Pull every line from the records that has the word "await" in it.

* Data extracts *
== Segment start ==

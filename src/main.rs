use anyhow::Result;
use clap::Parser;
use record_relay::config;
use record_relay::db;
use record_relay::relay::Relay;
use record_relay::store;
use record_relay::upstream::HttpConnector;
use std::path::PathBuf;
use std::sync::Arc;
use std::time::Duration;
use tracing::{error, info};

#[derive(Debug, Parser)]
#[command(author, version, about)]
struct Args {
    /// Path to YAML config file
    #[arg(long, default_value = "config.yaml")]
    config: PathBuf,

    /// Seconds between queue statistics log lines (0 disables)
    #[arg(long, default_value_t = 60)]
    stats_interval: u64,
}

#[tokio::main]
async fn main() -> Result<()> {
    tracing_subscriber::fmt()
        .with_env_filter(tracing_subscriber::EnvFilter::from_default_env())
        .with_target(false)
        .compact()
        .init();

    let args = Args::parse();
    let cfg = config::load(Some(args.config.as_path()))?;

    let database_url =
        std::env::var("DATABASE_URL").unwrap_or_else(|_| cfg.app.database_url.clone());
    let pool = db::init_pool(&database_url).await?;
    db::run_migrations(&pool).await?;

    let store = store::open(&cfg.coordination).await?;
    let connector = HttpConnector::new(
        &cfg.upstream.api_url,
        Duration::from_secs(cfg.upstream.timeout_seconds),
    )?;
    let relay = Relay::build(&cfg, pool, store, Arc::new(connector));
    relay.start().await?;

    if args.stats_interval > 0 {
        let stats_queue = relay.queue.clone();
        let every = Duration::from_secs(args.stats_interval);
        tokio::spawn(async move {
            loop {
                tokio::time::sleep(every).await;
                match stats_queue.queue_stats().await {
                    Ok(c) => info!(
                        pending = c.pending,
                        delayed = c.delayed,
                        processing = c.processing,
                        completed = c.completed,
                        failed = c.failed,
                        "queue stats"
                    ),
                    Err(err) => error!(?err, "failed to read queue stats"),
                }
            }
        });
    }

    info!("record relay running; ctrl-c to stop");
    tokio::signal::ctrl_c().await?;
    info!("shutting down");
    relay.shutdown().await;
    Ok(())
}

== Segment end ==

* Your solution *
    let pool = db::init_pool(&database_url).await?;
    db::run_migrations(&pool).await?;
    let store = store::open(&cfg.coordination).await?;
    relay.start().await?;
                tokio::time::sleep(every).await;
                match stats_queue.queue_stats().await {
    tokio::signal::ctrl_c().await?;
    relay.shutdown().await;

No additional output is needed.